Death certificates are important official records used for personal, legal, and public health purposes, yet they are frequently filled out inaccurately. Physicians are responsible for determining the cause and manner of death, yet they are seldom formally trained for this responsibility in medical school or residency. The result is frequent and avoidable errors.

* WHO IS RESPONSIBLE FOR WHAT?

Registration of deaths is a state responsibility. The National Center for Health Statistics compiles data from all states to produce national vital statistics, and most states use death certificate forms that conform to a recommended national standard. Though funeral directors are responsible for filing the certificate with the state, physicians are responsible for completing the medical portion of the certificate.

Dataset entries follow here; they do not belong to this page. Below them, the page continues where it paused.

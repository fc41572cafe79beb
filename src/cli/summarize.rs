//! Summarize command implementation

use anyhow::Result;

use crate::config::Config;
use crate::store::IndexStore;
use crate::summarize::{GateReport, SummarizationGate};

use super::build_summarizer;

/// Run the summarization gate for one session, or for every session that
/// still has unsummarized messages
pub fn run(store: &IndexStore, config: &Config, session: Option<&str>) -> Result<()> {
    let Some(summarizer) = build_summarizer(config) else {
        println!("Summarizer disabled in config (summarizer.enabled: false)");
        return Ok(());
    };
    let gate = SummarizationGate::new(
        store,
        summarizer.as_ref(),
        config.summarizer.batch_size,
        config.summarizer.max_content_chars,
    );

    let report = match session {
        Some(id) => {
            // surfaces NotFound for unknown sessions
            store.get_conversation(id)?;
            gate.run_session(id)?
        }
        None => gate.run_pending()?,
    };
    print_report(&report);
    Ok(())
}

pub(crate) fn print_report(report: &GateReport) {
    println!(
        "📝 Summaries: {} updated, {} queued in {} batches ({} failed)",
        report.updated, report.queued, report.batches, report.failed_batches
    );
    println!(
        "   Skipped: {} tool noise, {} too short, {} already summarized",
        report.tool_noise, report.too_short, report.already_done
    );
}
//! Loan (borrowed book) model and related types

use chrono::{DateTime, Utc};
use rust_decimal::Decimal;
use serde::{Deserialize, Serialize};

use super::enums::LoanStatus;

/// A copy of a book lent to a user
#[derive(Debug, Clone, PartialEq, Serialize, Deserialize)]
#[serde(rename_all = "camelCase")]
pub struct Loan {
    pub id: String,
    pub book_id: String,
    pub user_id: String,
    pub borrow_date: DateTime<Utc>,
    pub due_date: DateTime<Utc>,
    #[serde(default, skip_serializing_if = "Option::is_none")]
    pub return_date: Option<DateTime<Utc>>,
    pub renewal_count: u8,
    pub status: LoanStatus,
    #[serde(default, skip_serializing_if = "Option::is_none")]
    pub fine: Option<Decimal>,
}

impl Loan {
    pub fn is_active(&self) -> bool {
        self.status.is_active()
    }

    /// Still out and past its due date, whether or not the overdue sweep has run
    pub fn is_past_due(&self, now: DateTime<Utc>) -> bool {
        self.is_active() && self.due_date < now
    }

    pub fn due_status(&self, now: DateTime<Utc>) -> DueStatus {
        DueStatus::between(now, self.due_date)
    }
}

/// Whole days left before (or since) a due date
#[derive(Debug, Clone, Copy, PartialEq, Eq, Serialize)]
#[serde(rename_all = "camelCase")]
pub struct DueStatus {
    pub days: i64,
    pub is_overdue: bool,
}

impl DueStatus {
    /// Days are rounded up, so a book due in five hours is due in one day.
    pub fn between(now: DateTime<Utc>, due_date: DateTime<Utc>) -> Self {
        let seconds = (due_date - now).num_seconds();
        let days = seconds.div_euclid(86_400) + i64::from(seconds.rem_euclid(86_400) != 0);
        if days < 0 {
            Self {
                days: -days,
                is_overdue: true,
            }
        } else {
            Self {
                days,
                is_overdue: false,
            }
        }
    }
}
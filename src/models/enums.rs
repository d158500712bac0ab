//! Shared domain enums

use serde::{Deserialize, Serialize};

// ---------------------------------------------------------------------------
// Role
// ---------------------------------------------------------------------------

/// Account role of a library user
#[derive(Debug, Clone, Copy, PartialEq, Eq, Hash, Serialize, Deserialize)]
#[serde(rename_all = "lowercase")]
pub enum Role {
    Student,
    Faculty,
    Admin,
    Guest,
}

impl Role {
    pub fn as_str(&self) -> &'static str {
        match self {
            Role::Student => "student",
            Role::Faculty => "faculty",
            Role::Admin => "admin",
            Role::Guest => "guest",
        }
    }
}

impl std::fmt::Display for Role {
    fn fmt(&self, f: &mut std::fmt::Formatter<'_>) -> std::fmt::Result {
        write!(f, "{}", self.as_str())
    }
}

impl std::str::FromStr for Role {
    type Err = String;

    fn from_str(s: &str) -> Result<Self, Self::Err> {
        match s.to_lowercase().as_str() {
            "student" => Ok(Role::Student),
            "faculty" => Ok(Role::Faculty),
            "admin" => Ok(Role::Admin),
            "guest" => Ok(Role::Guest),
            other => Err(format!("Unknown role: {}", other)),
        }
    }
}

// ---------------------------------------------------------------------------
// Category
// ---------------------------------------------------------------------------

/// Catalog section a book is shelved under
#[derive(Debug, Clone, Copy, PartialEq, Eq, Hash, Serialize, Deserialize)]
pub enum Category {
    Fiction,
    #[serde(rename = "Non-Fiction")]
    NonFiction,
    Academic,
    Journals,
}

impl Category {
    pub const ALL: [Category; 4] = [
        Category::Fiction,
        Category::NonFiction,
        Category::Academic,
        Category::Journals,
    ];

    pub fn as_str(&self) -> &'static str {
        match self {
            Category::Fiction => "Fiction",
            Category::NonFiction => "Non-Fiction",
            Category::Academic => "Academic",
            Category::Journals => "Journals",
        }
    }
}

impl std::fmt::Display for Category {
    fn fmt(&self, f: &mut std::fmt::Formatter<'_>) -> std::fmt::Result {
        write!(f, "{}", self.as_str())
    }
}

impl std::str::FromStr for Category {
    type Err = String;

    fn from_str(s: &str) -> Result<Self, Self::Err> {
        Category::ALL
            .into_iter()
            .find(|c| c.as_str().eq_ignore_ascii_case(s.trim()))
            .ok_or_else(|| format!("Unknown category: {}", s))
    }
}

// ---------------------------------------------------------------------------
// LoanStatus
// ---------------------------------------------------------------------------

/// Loan lifecycle status
#[derive(Debug, Clone, Copy, PartialEq, Eq, Serialize, Deserialize)]
#[serde(rename_all = "lowercase")]
pub enum LoanStatus {
    Borrowed,
    Returned,
    Overdue,
}

impl LoanStatus {
    /// Whether the copy is still out with the borrower
    pub fn is_active(&self) -> bool {
        matches!(self, LoanStatus::Borrowed | LoanStatus::Overdue)
    }

    /// Dashboard ordering: overdue first, returned last
    pub(crate) fn display_rank(&self) -> u8 {
        match self {
            LoanStatus::Overdue => 0,
            LoanStatus::Borrowed => 1,
            LoanStatus::Returned => 2,
        }
    }
}

impl std::fmt::Display for LoanStatus {
    fn fmt(&self, f: &mut std::fmt::Formatter<'_>) -> std::fmt::Result {
        let label = match self {
            LoanStatus::Borrowed => "borrowed",
            LoanStatus::Returned => "returned",
            LoanStatus::Overdue => "overdue",
        };
        write!(f, "{}", label)
    }
}

// ---------------------------------------------------------------------------
// NotificationKind
// ---------------------------------------------------------------------------

/// Notification type
#[derive(Debug, Clone, Copy, PartialEq, Eq, Serialize, Deserialize)]
#[serde(rename_all = "snake_case")]
pub enum NotificationKind {
    DueDate,
    NewArrival,
    RequestResponse,
    System,
}

// ---------------------------------------------------------------------------
// RequestStatus
// ---------------------------------------------------------------------------

/// Acquisition request status
#[derive(Debug, Clone, Copy, PartialEq, Eq, Serialize, Deserialize)]
#[serde(rename_all = "lowercase")]
pub enum RequestStatus {
    Pending,
    Approved,
    Rejected,
}

impl std::fmt::Display for RequestStatus {
    fn fmt(&self, f: &mut std::fmt::Formatter<'_>) -> std::fmt::Result {
        let label = match self {
            RequestStatus::Pending => "pending",
            RequestStatus::Approved => "approved",
            RequestStatus::Rejected => "rejected",
        };
        write!(f, "{}", label)
    }
}
//! Data models for Libdesk

pub mod book;
pub mod enums;
pub mod loan;
pub mod notification;
pub mod request;
pub mod user;

// Re-export commonly used types
pub use book::{Book, BookFilters, BookUpdate, NewBook};
pub use enums::{Category, LoanStatus, NotificationKind, RequestStatus, Role};
pub use loan::{DueStatus, Loan};
pub use notification::{Notification, BROADCAST_RECIPIENT};
pub use request::{BookRequest, NewBookRequest};
pub use user::{authorize, can_perform, Operation, User};
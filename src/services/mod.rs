//! Business logic services
//!
//! [`LibraryStore`] owns the four collections; each submodule adds the
//! operations for one area. Mutations take the acting user explicitly and
//! either succeed or fail with no state change.

pub mod auth;
pub mod catalog;
pub mod loans;
pub mod notifications;
pub mod requests;
pub mod stats;

use chrono::{DateTime, Utc};
use std::{fmt, sync::Arc};
use uuid::Uuid;

use crate::{
    clock::{Clock, SystemClock},
    config::{AppConfig, LoanPolicy, NotificationConfig},
    error::{AppError, AppResult},
    models::{authorize, Book, BookRequest, Loan, Notification, NotificationKind, Operation, User},
    repository::{Repository, Snapshot},
};

/// In-memory library state: books, loans, notifications and requests
pub struct LibraryStore {
    repository: Repository,
    policy: LoanPolicy,
    notifications_config: NotificationConfig,
    clock: Arc<dyn Clock>,
}

impl fmt::Debug for LibraryStore {
    fn fmt(&self, f: &mut fmt::Formatter<'_>) -> fmt::Result {
        f.debug_struct("LibraryStore")
            .field("repository", &self.repository)
            .field("policy", &self.policy)
            .field("notifications_config", &self.notifications_config)
            .field("now", &self.clock.now())
            .finish()
    }
}

impl LibraryStore {
    pub fn new(repository: Repository, config: &AppConfig, clock: Arc<dyn Clock>) -> Self {
        Self {
            repository,
            policy: config.loans.clone(),
            notifications_config: config.notifications.clone(),
            clock,
        }
    }

    /// Store seeded with the bundled demo data, on wall-clock time
    pub fn seeded(config: &AppConfig) -> AppResult<Self> {
        Ok(Self::new(Repository::seeded()?, config, Arc::new(SystemClock)))
    }

    pub fn books(&self) -> Snapshot<Book> {
        self.repository.books.snapshot()
    }

    pub fn loans(&self) -> Snapshot<Loan> {
        self.repository.loans.snapshot()
    }

    pub fn notifications(&self) -> Snapshot<Notification> {
        self.repository.notifications.snapshot()
    }

    pub fn requests(&self) -> Snapshot<BookRequest> {
        self.repository.requests.snapshot()
    }

    pub(crate) fn now(&self) -> DateTime<Utc> {
        self.clock.now()
    }

    /// Append a notification and return its id
    pub(crate) fn notify(
        &mut self,
        recipient: &str,
        kind: NotificationKind,
        message: String,
    ) -> String {
        let notification = Notification {
            id: new_id("notif"),
            user_id: recipient.to_string(),
            message,
            kind,
            read: false,
            read_by: Default::default(),
            created_at: self.now(),
        };
        let id = notification.id.clone();
        tracing::debug!(
            "Notification {} for {}: {}",
            id,
            recipient,
            notification.message
        );
        self.repository
            .notifications
            .collection_mut()
            .upsert(notification);
        id
    }
}

/// Authorize and require a signed-in user
pub(crate) fn acting_user(actor: Option<&User>, operation: Operation) -> AppResult<&User> {
    authorize(actor, operation)?;
    actor.ok_or_else(AppError::unauthenticated)
}

pub(crate) fn new_id(prefix: &str) -> String {
    format!("{}-{}", prefix, Uuid::new_v4().simple())
}

/// Date as shown in notification messages, e.g. "Jun 15, 2023"
pub(crate) fn display_date(date: DateTime<Utc>) -> String {
    date.format("%b %-d, %Y").to_string()
}


#[cfg(test)]
mod tests {
    use super::*;
    use testing::*;

    #[test]
    fn test_display_date() {
        assert_eq!(display_date(at(2023, 6, 5)), "Jun 5, 2023");
    }

    #[test]
    fn test_new_ids_are_unique() {
        let a = new_id("notif");
        let b = new_id("notif");
        assert!(a.starts_with("notif-"));
        assert_ne!(a, b);
    }

    #[test]
    fn test_notify_appends() {
        let mut store = store_at(at(2024, 1, 1));
        let before = store.notifications();
        let id = store.notify("1", NotificationKind::System, "Hello".into());

        assert_eq!(before.len(), 5);
        let all = store.notifications();
        assert_eq!(all.len(), 6);
        let last = all.last().unwrap().1;
        assert_eq!(last.id, id);
        assert_eq!(last.created_at, at(2024, 1, 1));
        assert!(!last.read);
    }
}
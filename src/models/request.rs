//! Acquisition request model

use chrono::{DateTime, Utc};
use serde::{Deserialize, Serialize};
use validator::Validate;

use super::enums::RequestStatus;

/// A user's request that the library acquire a title
#[derive(Debug, Clone, PartialEq, Serialize, Deserialize)]
#[serde(rename_all = "camelCase")]
pub struct BookRequest {
    pub id: String,
    pub user_id: String,
    pub title: String,
    #[serde(default, skip_serializing_if = "Option::is_none")]
    pub author: Option<String>,
    pub reason: String,
    pub status: RequestStatus,
    pub created_at: DateTime<Utc>,
    #[serde(default, skip_serializing_if = "Option::is_none")]
    pub response_date: Option<DateTime<Utc>>,
}

/// Submit request
#[derive(Debug, Clone, Deserialize, Validate)]
pub struct NewBookRequest {
    #[validate(length(min = 1, message = "Title is required"))]
    pub title: String,
    pub author: Option<String>,
    #[validate(length(min = 1, message = "A reason is required"))]
    pub reason: String,
}

impl NewBookRequest {
    pub fn new(title: &str, author: &str, reason: &str) -> Self {
        let author = author.trim();
        Self {
            title: title.trim().to_string(),
            author: (!author.is_empty()).then(|| author.to_string()),
            reason: reason.trim().to_string(),
        }
    }
}
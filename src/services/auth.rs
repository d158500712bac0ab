//! Demo authentication: an in-memory credential table and the signed-in user

use chrono::Utc;
use serde::Deserialize;
use std::collections::HashMap;
use validator::Validate;

use crate::{
    error::{AppError, AppResult},
    models::{Role, User},
};

const DEMO_PASSWORD: &str = "password";

/// Signup form
#[derive(Debug, Clone, Deserialize, Validate)]
pub struct NewUser {
    #[validate(length(min = 1, message = "Name is required"))]
    pub name: String,
    #[validate(email(message = "Invalid email format"))]
    pub email: String,
    #[validate(length(min = 1, message = "Password is required"))]
    pub password: String,
    pub role: Role,
}

#[derive(Debug, Clone)]
pub struct AuthService {
    users: Vec<User>,
    /// Keyed by email
    passwords: HashMap<String, String>,
    current: Option<User>,
}

impl Default for AuthService {
    /// Seeded with one demo account per role, all sharing the demo password
    fn default() -> Self {
        let users: Vec<User> = [
            ("1", "Student User", Role::Student),
            ("2", "Faculty User", Role::Faculty),
            ("3", "Admin User", Role::Admin),
        ]
        .into_iter()
        .map(|(id, name, role)| User {
            id: id.to_string(),
            name: name.to_string(),
            email: format!("{}@example.com", role),
            role,
            profile_picture: Some(format!("https://i.pravatar.cc/150?u={}", role)),
        })
        .collect();
        let passwords = users
            .iter()
            .map(|u| (u.email.clone(), DEMO_PASSWORD.to_string()))
            .collect();

        Self {
            users,
            passwords,
            current: None,
        }
    }
}

impl AuthService {
    pub fn new() -> Self {
        Self::default()
    }

    pub fn users(&self) -> &[User] {
        &self.users
    }

    pub fn current_user(&self) -> Option<&User> {
        self.current.as_ref()
    }

    pub fn is_authenticated(&self) -> bool {
        self.current.is_some()
    }

    /// Sign in with email and password
    pub fn login(&mut self, email: &str, password: &str) -> AppResult<&User> {
        let user = self
            .users
            .iter()
            .find(|u| u.email == email)
            .filter(|_| self.passwords.get(email).is_some_and(|p| p == password))
            .cloned()
            .ok_or_else(|| {
                tracing::warn!("Failed login for {}", email);
                AppError::Authentication("Invalid email or password".to_string())
            })?;

        tracing::info!("User {} signed in", user.id);
        Ok(&*self.current.insert(user))
    }

    /// Create an account and sign it in
    pub fn signup(&mut self, data: NewUser) -> AppResult<&User> {
        data.validate()?;
        if self.users.iter().any(|u| u.email == data.email) {
            return Err(AppError::Conflict("Email already exists".to_string()));
        }

        let user = User {
            id: (self.users.len() + 1).to_string(),
            name: data.name,
            email: data.email,
            role: data.role,
            profile_picture: Some(format!(
                "https://i.pravatar.cc/150?u={}",
                Utc::now().timestamp_millis()
            )),
        };
        self.passwords.insert(user.email.clone(), data.password);
        self.users.push(user.clone());

        tracing::info!("Account {} created with role {}", user.id, user.role);
        Ok(&*self.current.insert(user))
    }

    pub fn logout(&mut self) {
        if let Some(user) = self.current.take() {
            tracing::info!("User {} signed out", user.id);
        }
    }

    /// Current user as JSON, for keeping the session across restarts
    pub fn export_session(&self) -> AppResult<Option<String>> {
        self.current
            .as_ref()
            .map(serde_json::to_string)
            .transpose()
            .map_err(AppError::from)
    }

    /// Sign back in from [`export_session`](Self::export_session) output.
    ///
    /// Only the saved email is trusted; id, name and role come from the
    /// account table.
    pub fn restore_session(&mut self, json: &str) -> AppResult<&User> {
        let saved: User = serde_json::from_str(json)?;
        let account = self
            .users
            .iter()
            .find(|u| u.email == saved.email)
            .cloned()
            .ok_or_else(|| {
                AppError::Authentication("Saved session does not match any account".to_string())
            })?;
        if account.id != saved.id || account.role != saved.role {
            tracing::warn!(
                "Saved session for {} disagrees with the account, using the account",
                account.email
            );
        }
        tracing::debug!("Session restored for user {}", account.id);
        Ok(&*self.current.insert(account))
    }
}
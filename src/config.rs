//! Configuration management for Libdesk

use chrono::{DateTime, Utc};
use config::{Config, ConfigError, Environment, File};
use rust_decimal::Decimal;
use serde::Deserialize;
use std::env;

use crate::models::Role;

/// Loan period and renewal extension granted to one class of borrower
#[derive(Debug, Deserialize, Clone, PartialEq, Eq)]
pub struct LoanTerms {
    /// Days from borrow date to due date
    pub loan_days: i64,
    /// Days added to the current due date on each renewal
    pub renewal_days: i64,
}

/// How a fine is assessed when an overdue loan is returned
#[derive(Debug, Deserialize, Clone, PartialEq, Eq)]
#[serde(tag = "kind", rename_all = "snake_case")]
pub enum FinePolicy {
    /// One fixed amount whenever the return happens after the due date
    Flat { amount: Decimal },
    /// A rate per started overdue day, never above `cap`
    PerDay { daily_rate: Decimal, cap: Decimal },
}

impl FinePolicy {
    /// Fine owed for a loan due at `due_date` and returned at `returned_at`
    pub fn assess(&self, due_date: DateTime<Utc>, returned_at: DateTime<Utc>) -> Decimal {
        if returned_at <= due_date {
            return Decimal::ZERO;
        }
        match self {
            FinePolicy::Flat { amount } => *amount,
            FinePolicy::PerDay { daily_rate, cap } => {
                let late = returned_at - due_date;
                let mut days = late.num_days();
                if late > chrono::Duration::days(days) {
                    days += 1;
                }
                (*daily_rate * Decimal::from(days)).min(*cap)
            }
        }
    }
}

#[derive(Debug, Deserialize, Clone)]
#[serde(default)]
pub struct LoanPolicy {
    /// Terms for students, admins and guests
    pub standard: LoanTerms,
    pub faculty: LoanTerms,
    pub max_renewals: u8,
    pub fine: FinePolicy,
}

impl LoanPolicy {
    pub fn terms_for(&self, role: Role) -> &LoanTerms {
        match role {
            Role::Faculty => &self.faculty,
            Role::Student | Role::Admin | Role::Guest => &self.standard,
        }
    }
}

#[derive(Debug, Deserialize, Clone)]
#[serde(default)]
pub struct NotificationConfig {
    /// User id that receives "new request" notices
    pub admin_recipient: String,
    /// How far ahead due-date reminders look
    pub reminder_window_days: i64,
}

#[derive(Debug, Deserialize, Clone)]
#[serde(default)]
pub struct LoggingConfig {
    pub level: String,
    pub format: String,
}

#[derive(Debug, Deserialize, Clone, Default)]
pub struct AppConfig {
    #[serde(default)]
    pub loans: LoanPolicy,
    #[serde(default)]
    pub notifications: NotificationConfig,
    #[serde(default)]
    pub logging: LoggingConfig,
}

impl AppConfig {
    /// Load configuration from files and environment variables
    pub fn load() -> Result<Self, ConfigError> {
        let run_mode = env::var("RUN_MODE").unwrap_or_else(|_| "development".into());

        let config = Config::builder()
            // Start with default configuration
            .add_source(File::with_name("config/default").required(false))
            // Layer on the environment-specific file
            .add_source(File::with_name(&format!("config/{}", run_mode)).required(false))
            // Add environment variables (LIBDESK__LOANS__MAX_RENEWALS=3)
            .add_source(
                Environment::with_prefix("LIBDESK")
                    .prefix_separator("__")
                    .separator("__")
                    .try_parsing(true),
            )
            .build()?;

        config.try_deserialize()
    }
}

impl Default for LoanTerms {
    fn default() -> Self {
        Self {
            loan_days: 14,
            renewal_days: 7,
        }
    }
}

impl Default for FinePolicy {
    fn default() -> Self {
        FinePolicy::PerDay {
            daily_rate: Decimal::new(50, 2),
            cap: Decimal::new(2000, 2),
        }
    }
}

impl Default for LoanPolicy {
    fn default() -> Self {
        Self {
            standard: LoanTerms::default(),
            faculty: LoanTerms {
                loan_days: 30,
                renewal_days: 14,
            },
            max_renewals: 2,
            fine: FinePolicy::default(),
        }
    }
}

impl Default for NotificationConfig {
    fn default() -> Self {
        Self {
            admin_recipient: "3".to_string(),
            reminder_window_days: 3,
        }
    }
}

impl Default for LoggingConfig {
    fn default() -> Self {
        Self {
            level: "info".to_string(),
            format: "pretty".to_string(),
        }
    }
}
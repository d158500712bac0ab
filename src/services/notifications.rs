//! Notification views and read state

use super::{acting_user, LibraryStore};
use crate::{
    error::{AppError, AppResult},
    models::{authorize, Notification, NotificationKind, Operation, User},
};

impl LibraryStore {
    /// Notifications for the signed-in user, broadcasts included
    pub fn user_notifications(&self, actor: Option<&User>) -> Vec<Notification> {
        actor
            .map(|u| self.repository.notifications.visible_to(&u.id))
            .unwrap_or_default()
    }

    pub fn user_notifications_of_kind(
        &self,
        actor: Option<&User>,
        kind: NotificationKind,
    ) -> Vec<Notification> {
        actor
            .map(|u| self.repository.notifications.visible_to_of_kind(&u.id, kind))
            .unwrap_or_default()
    }

    pub fn unread_notification_count(&self, actor: Option<&User>) -> usize {
        actor
            .map(|u| self.repository.notifications.count_unread(&u.id))
            .unwrap_or(0)
    }

    /// Mark one notification as read. Marking it twice is not an error.
    ///
    /// A broadcast read by a signed-in user stays unread for everyone else.
    pub fn mark_notification_as_read(&mut self, actor: Option<&User>, id: &str) -> AppResult<()> {
        authorize(actor, Operation::MarkNotificationRead)?;

        let notification = self
            .repository
            .notifications
            .get(id)
            .ok_or_else(|| AppError::NotFound(format!("Notification with id {} not found", id)))?;
        let already_read = match actor {
            Some(user) => notification.is_read_by(&user.id),
            None => notification.read,
        };
        if already_read {
            return Ok(());
        }

        self.repository
            .notifications
            .collection_mut()
            .update(id, |n| match actor {
                Some(user) => n.mark_read_by(&user.id),
                None => n.read = true,
            });
        tracing::debug!("Notification {} marked as read", id);
        Ok(())
    }

    /// Mark everything the user can see as read; returns how many changed
    pub fn mark_all_notifications_as_read(&mut self, actor: Option<&User>) -> AppResult<usize> {
        let user = acting_user(actor, Operation::ViewAccount)?;
        let count = self
            .repository
            .notifications
            .collection_mut()
            .update_where(
                |n| n.is_visible_to(&user.id) && !n.is_read_by(&user.id),
                |n| n.mark_read_by(&user.id),
            );
        tracing::info!(
            "{} notification(s) marked as read for user {}",
            count,
            user.id
        );
        Ok(count)
    }
}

With the medical information provided, trained coders classify the cause of death using standardized methodology.

Medical examiners or coroners are responsible for investigating and certifying the cause of any death that is unexpected, unexplained, or resulting from injury, poisoning, or a public health threat.

Physicians are additionally responsible for answering inquiries from the registrar (these inquiries can be reduced by accurately and completely filling in the medical information) and submitting a supplemental report when autopsy findings or other information indicates a cause of death different from that originally reported.

* HOW TO COMPLETE THE MEDICAL PORTION OF THE DEATH CERTIFICATE

The Figure is a standard certificate of death. It may vary slightly state to state. Physicians are responsible for items 24 through 49. If the state requires a pronouncing physician (Table 1), the pronouncing and certifying physicians may be different, in which case the pronouncing physician completes items 24 through 31 and the certifying physician items 32 through 49. If the pronouncing physician is also the certifying physician, items 26 through 28 need not be completed. If the death is referred to the coroner or medical examiner, they complete items 24, 25, 29, 30, and 32 through 49.

[FIGURE 1 OMITTED]

The most challenging part

Item 32, the Cause of Death, is the most difficult item to complete accurately. It consists of two parts. Part I is a sequential list of conditions leading to the immediate cause of death and the time interval between their onset and the death. Part II is a list of other conditions contributing to the death but not directly causing death. Thinking about the death as a sequence of events and reconstructing this sequence helps classify correctly the various illnesses and conditions the decedent might have had.

Immediate cause of death. Part I, line a, is for the immediate cause of death (see Table 1). This should be a disease, complication, or injury that directly caused the death. A common error is to list a mechanism of death (for example, cardiac arrest) rather than a disease (myocardial infarction).